In the past, the app with 140,000 restaurants in more than 2,700 cities listed only restaurants with which they had partnership agreements, the statement said. 

“We still firmly believe this is the right way to build the marketplace and the only way to drive long-term value for diners, restaurants and drivers. But it also takes longer to build the network this way, and other food delivery companies have chosen to list non-partnered restaurants on their marketplaces for years to widen their supply of restaurants.”

In a letter to shareholders after its third-quarter earnings were released, GrubHub said it was trying the new strategy as a way to “close the restaurant supply gap and drive more delivery orders to local restaurants, as well as double the number of restaurants on our platform by the end of 2020.”

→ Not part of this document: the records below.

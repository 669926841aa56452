use benches::{setup_group, SCHEMES};
use criterion::{black_box, criterion_group, criterion_main, BenchmarkId, Criterion};
use groupsig::Message;
use test_utils::{messages, sign_all};

fn join_benchmark(c: &mut Criterion) {
    let mut join_group = c.benchmark_group("Join");
    for code in SCHEMES {
        setup_group!(code, 0, ctx, rng, group, _members);
        join_group.bench_function(BenchmarkId::from_parameter(code), |b| {
            b.iter(|| test_utils::add_member(&ctx, &mut rng, &mut group).unwrap())
        });
    }
    join_group.finish();
}

fn sign_verify_benchmark(c: &mut Criterion) {
    let msg = Message::from("benchmark message");

    let mut sign_group = c.benchmark_group("Signing");
    for code in SCHEMES {
        setup_group!(code, 1, ctx, rng, group, members);
        sign_group.bench_function(BenchmarkId::from_parameter(code), |b| {
            b.iter(|| {
                ctx.sign(
                    &mut rng,
                    black_box(&msg),
                    black_box(&members[0]),
                    black_box(&group.grpkey),
                    0,
                )
                .unwrap()
            })
        });
    }
    sign_group.finish();

    let mut verify_group = c.benchmark_group("Verifying");
    for code in SCHEMES {
        setup_group!(code, 1, ctx, rng, group, members);
        let sig = ctx
            .sign(&mut rng, &msg, &members[0], &group.grpkey, 0)
            .unwrap();
        verify_group.bench_function(BenchmarkId::from_parameter(code), |b| {
            b.iter(|| {
                assert!(ctx
                    .verify(black_box(&sig), black_box(&msg), black_box(&group.grpkey))
                    .unwrap())
            })
        });
    }
    verify_group.finish();
}

fn verify_batch_benchmark(c: &mut Criterion) {
    // Hardcoding batch sizes. This should ideally be taken/updated from command line input
    let batch_sizes = [2, 8, 32];
    for code in SCHEMES {
        setup_group!(code, 1, ctx, rng, group, members);
        let mut batch_group = c.benchmark_group(format!("{} batch verifying", code));
        for size in batch_sizes {
            let msgs = messages(size);
            let sigs = sign_all(&ctx, &mut rng, &members[0], &group.grpkey, &msgs).unwrap();
            batch_group.bench_with_input(BenchmarkId::from_parameter(size), &size, |b, _| {
                b.iter(|| {
                    assert!(ctx
                        .verify_batch(black_box(&sigs), black_box(&msgs), &group.grpkey)
                        .unwrap())
                })
            });
        }
        batch_group.finish();
    }
}

criterion_group!(
    benches,
    join_benchmark,
    sign_verify_benchmark,
    verify_batch_benchmark
);
criterion_main!(benches);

GrubHub adds popular restaurants in an area, pulling information such as menus, hours and prices off the internet and posting them without checking their accuracy. If the information is wrong, the onus is on the restaurant to contact GrubHub to get it fixed, the company said. “We work to provide accurate menus and hours for these restaurants on our marketplace based on available information online.”Get the Biz Beat newsletter in your inbox.

Restaurants that prefer not to be on the site or want to change information  “should reach out to us … and we’ll work as quickly as possible to make necessary updates or remove them,” the company said.

Sorensen worries the customer will have a bad experience if hours, prices and menus are incorrect on the app, if food is delivered cold or the order is wrong. Customers “can leave a review on the website and that negatively impacts the reputation of a local business,” he said. “That’s not OK. The opportunity for a good experience is being snatched away by a company whose goal is to not have people go into the restaurant but get food to go. It’s damaging to local business.” 

When Sorensen called GrubHub on Friday and Saturday and provided documentation that he had declined a partnership, the company agreed to “pause” deliveries, he said. On Monday, GrubHub told the Coloradoan that The Farmhouse was removed from its app on Saturday. 

The Farmhouse gets between five and 10 takeout orders on the weekend; it’s not a big part of its business, Sorensen said. He thinks “we caught this early … and it didn’t have a chance to impact our business.” 

NoCo Nosh, a Fort Collins food delivery service, does not add any restaurants that are not part of its network, said Michael Atkinson, director of operations. 

The service, started and owned by 40 local restaurants, delivers for 120 establishments, Atkinson said, and only includes eateries that have partnered with NoCo Nosh.

While GrubHub declined to say how many restaurants it added without permission, Atkinson said NoCo Nosh found 100 restaurants in Loveland, Fort Collins and Greeley were among recent additions. 

“Because we are owned by restaurants, we are charged with having more ethical practices because NoCo Nosh was formed in response to unethical … practices,” Atkinson said.